On the heels of several other EU Member States, France has taken its first step toward implementing the EU Pay Transparency Directive (EUPTD), initiating formal consultations in May 2025 with labor unions and employer federations.
With a long-standing national commitment to gender pay equity through its existing equality index, France’s proposal builds upon current frameworks and introduces key changes to align with the Directive’s minimum standards.
Stay up to date with the latest EUPTD developments through our Member State Monitor.
What Employers Need to Know
France’s proposed implementation, scheduled for full adoption by June 7, 2026, will replace its current gender equality index with a more comprehensive seven-indicator model derived from the EU Directive.
The new framework will continue to apply to companies with 50 or more employees, maintaining France’s stricter threshold compared to the Directive’s 100-employee minimum.
Key Changes and New Requirements
- A new seven-indicator index will replace the existing gender equality index used since 2018. These indicators measure various dimensions of pay gaps between men and women.

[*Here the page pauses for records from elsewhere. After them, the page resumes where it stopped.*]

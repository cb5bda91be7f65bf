//! Upgrade factory for creating test player upgrade entities.

use crate::factory::helpers::next_id;
use sea_orm::{ActiveModelTrait, ActiveValue, DatabaseConnection, DbErr};

/// Creates an upgrade named `"Upgrade {id}"` on a unit.
pub async fn create_player_upgrade(
    db: &DatabaseConnection,
    unit_id: i32,
) -> Result<entity::player_upgrade::Model, DbErr> {
    create_player_upgrade_named(db, unit_id, &format!("Upgrade {}", next_id())).await
}

/// Creates an upgrade with a specific name on a unit.
///
/// # Arguments
/// - `db` - Database connection
/// - `unit_id` - ID of the unit the upgrade was bought for
/// - `name` - Upgrade name as shown on the statistics message
///
/// # Returns
/// - `Ok(entity::player_upgrade::Model)` - Created upgrade entity
/// - `Err(DbErr)` - Database error during insert
pub async fn create_player_upgrade_named(
    db: &DatabaseConnection,
    unit_id: i32,
    name: &str,
) -> Result<entity::player_upgrade::Model, DbErr> {
    entity::player_upgrade::ActiveModel {
        id: ActiveValue::NotSet,
        unit_id: ActiveValue::Set(unit_id),
        name: ActiveValue::Set(name.to_string()),
    }
    .insert(db)
    .await
}
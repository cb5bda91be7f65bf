//! Medal factory for awarding medals to test players.

use sea_orm::{ActiveModelTrait, ActiveValue, DatabaseConnection, DbErr};

/// Awards a medal to a player.
///
/// # Arguments
/// - `db` - Database connection
/// - `player_id` - ID of the decorated player
/// - `name` - Medal name, matched against the medal emote table when rendering
///
/// # Returns
/// - `Ok(entity::medal::Model)` - Created medal entity
/// - `Err(DbErr)` - Database error during insert
pub async fn create_medal(
    db: &DatabaseConnection,
    player_id: i32,
    name: &str,
) -> Result<entity::medal::Model, DbErr> {
    entity::medal::ActiveModel {
        id: ActiveValue::NotSet,
        player_id: ActiveValue::Set(player_id),
        name: ActiveValue::Set(name.to_string()),
    }
    .insert(db)
    .await
}
//! Dossier data repository for database operations.
//!
//! This module provides the `DossierRepository` for managing dossier records. A dossier
//! row links a player to the Discord message in the dossier channel that presents their
//! profile and medals. The `player_id` column is unique, so a player has at most one row.

use chrono::Utc;
use sea_orm::{
    ActiveModelTrait, ActiveValue, ColumnTrait, ConnectionTrait, EntityTrait, QueryFilter,
};

use crate::{error::AppError, model::tracked_message::TrackedMessage};

/// Repository providing database operations for dossier tracking rows.
pub struct DossierRepository<'a, C: ConnectionTrait> {
    db: &'a C,
}

impl<'a, C: ConnectionTrait> DossierRepository<'a, C> {
    /// Creates a new DossierRepository instance.
    ///
    /// # Arguments
    /// - `db` - Reference to the database connection
    ///
    /// # Returns
    /// - `DossierRepository` - New repository instance
    pub fn new(db: &'a C) -> Self {
        Self { db }
    }

    /// Finds a dossier row by its primary key.
    ///
    /// # Returns
    /// - `Ok(Some(TrackedMessage))` - Dossier row found
    /// - `Ok(None)` - No dossier row with that ID
    /// - `Err(AppError)` - Database error or invalid stored message ID
    pub async fn find_by_id(&self, id: i32) -> Result<Option<TrackedMessage>, AppError> {
        entity::prelude::Dossier::find_by_id(id)
            .one(self.db)
            .await?
            .map(TrackedMessage::from_dossier)
            .transpose()
    }

    /// Finds the dossier row for a player.
    ///
    /// # Arguments
    /// - `player_id` - ID of the player
    ///
    /// # Returns
    /// - `Ok(Some(TrackedMessage))` - The player's dossier row
    /// - `Ok(None)` - The player has no dossier row
    /// - `Err(AppError)` - Database error or invalid stored message ID
    pub async fn find_by_player_id(
        &self,
        player_id: i32,
    ) -> Result<Option<TrackedMessage>, AppError> {
        entity::prelude::Dossier::find()
            .filter(entity::dossier::Column::PlayerId.eq(player_id))
            .one(self.db)
            .await?
            .map(TrackedMessage::from_dossier)
            .transpose()
    }

    /// Creates or repoints the dossier row for a player.
    ///
    /// If the player already has a dossier row (for example one whose message was
    /// deleted out-of-band), that row is updated to the new message ID instead of a
    /// second row being inserted.
    ///
    /// # Arguments
    /// - `player_id` - ID of the player
    /// - `message_id` - Discord message ID of the posted dossier
    ///
    /// # Returns
    /// - `Ok(TrackedMessage)` - The created or updated dossier row
    /// - `Err(AppError)` - Database error during upsert
    pub async fn upsert(&self, player_id: i32, message_id: u64) -> Result<TrackedMessage, AppError> {
        let existing = entity::prelude::Dossier::find()
            .filter(entity::dossier::Column::PlayerId.eq(player_id))
            .one(self.db)
            .await?;

        let entity = if let Some(existing) = existing {
            let mut active: entity::dossier::ActiveModel = existing.into();
            active.message_id = ActiveValue::Set(message_id.to_string());
            active.update(self.db).await?
        } else {
            entity::dossier::ActiveModel {
                id: ActiveValue::NotSet,
                player_id: ActiveValue::Set(player_id),
                message_id: ActiveValue::Set(message_id.to_string()),
                created_at: ActiveValue::Set(Utc::now()),
            }
            .insert(self.db)
            .await?
        };

        TrackedMessage::from_dossier(entity)
    }

    /// Deletes a dossier row.
    ///
    /// # Returns
    /// - `Ok(u64)` - Number of rows deleted (0 if it was already gone)
    /// - `Err(AppError)` - Database error
    pub async fn delete(&self, id: i32) -> Result<u64, AppError> {
        let result = entity::prelude::Dossier::delete_by_id(id)
            .exec(self.db)
            .await?;

        Ok(result.rows_affected)
    }
}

- Six of the seven indicators will be automatically collected through the Déclaration Sociale Nominative (DSN) system, which employers already use to report payroll data.
- The seventh indicator, which assesses gender pay gaps by job category, will require employers with 250+ employees to report annually, and those with 50–249 employees to report every three years.
- Companies will be required to justify any unexplained pay gap above 5%, or risk facing administrative fines.
- New requirements include:
- Salary range disclosure in job postings
- A ban on salary history inquiries during recruitment
The right for employees to request their individual pay information annually
- France plans to ban non-disclosure agreements (NDAs) related to remuneration and require disclosure of how pay, promotions, and job classifications are determined.
- A light-touch regime is proposed for companies with fewer than 100 employees to ease administrative burden.
Maintaining and Expanding Transparency
France’s approach to transposition retains its leadership in pay equity regulation by going beyond the Directive’s minimum thresholds. While the seven-indicator model reflects the core elements of the EU Directive, the inclusion of additional transparency obligations—such as salary range disclosures and employee pay information rights—indicates a clear policy direction: embed pay transparency into every aspect of the employment lifecycle.
Timeline and Reporting Deadlines
- The current consultation process, launched in May 2025, is the beginning of France’s formal transposition of the Directive.
- Legislation must be adopted by June 7, 2026 to meet EU requirements.
- First employer reports using the new seven-indicator model are expected by March 2027.
How Trusaic Can Help
At Trusaic, our solutions help global organizations navigate the evolving regulatory landscape.
Our Pay Equity Software Suite enables compliant pay systems, ensures gender-neutral job evaluations, and automates complex reporting obligations to keep you one step ahead of EU pay transparency enforcement.
- PayParity® analyzes your rewards data (compensation/benefits in kind) and quickly identifies inequities to determine if your adjusted gender pay gap is above 5%. It enables you to easily comply with Article 6 (right to information) and Article 7 requirements (pay setting and progression policy).
- Our Remediation Optimization Spend Agent (R.O.S.A.) works as PayParity’s AI remediation partner to find the most cost-effective way to close nominal pay gaps above 5% to ensure compliance.
- Salary Range Finder ensures equitable pay at the point of hire to prevent your pay gap from rising above 5% and enables you to easily comply with the Directive’s salary range disclosure and salary history ban requirements.
- Regulatory Pay Transparency Reporting™ captures your pay equity findings and generates compliant, one-click reports across all EU jurisdictions.
- Our Pay Transparency Agent answers all your pay transparency reporting questions instantly
- Our Communications Agent crafts perfect contextual narratives in any EU language to support your annual pay reports.
Trusaic is GDPR compliant and can assist any organization in any EU state in meeting its obligations under both the EU Corporate Sustainability Reporting Directive and the EU Pay Transparency Directive.
Visit our always updated Member State Transposition Monitor to stay on top of the latest EU Pay Transparency Directive developments.
Looking Ahead
France’s proposed changes represent both continuity and evolution. By integrating EU requirements into its existing national approach, France is positioning employers to take measurable action on pay equity—while also expanding the scope and expectations of employer responsibility.
Organizations operating in France should begin preparing now by reviewing their data infrastructure, evaluating pay practices, and planning for expanded reporting and transparency requirements. With the first reports due in 2027, there is still time — but the clock is ticking.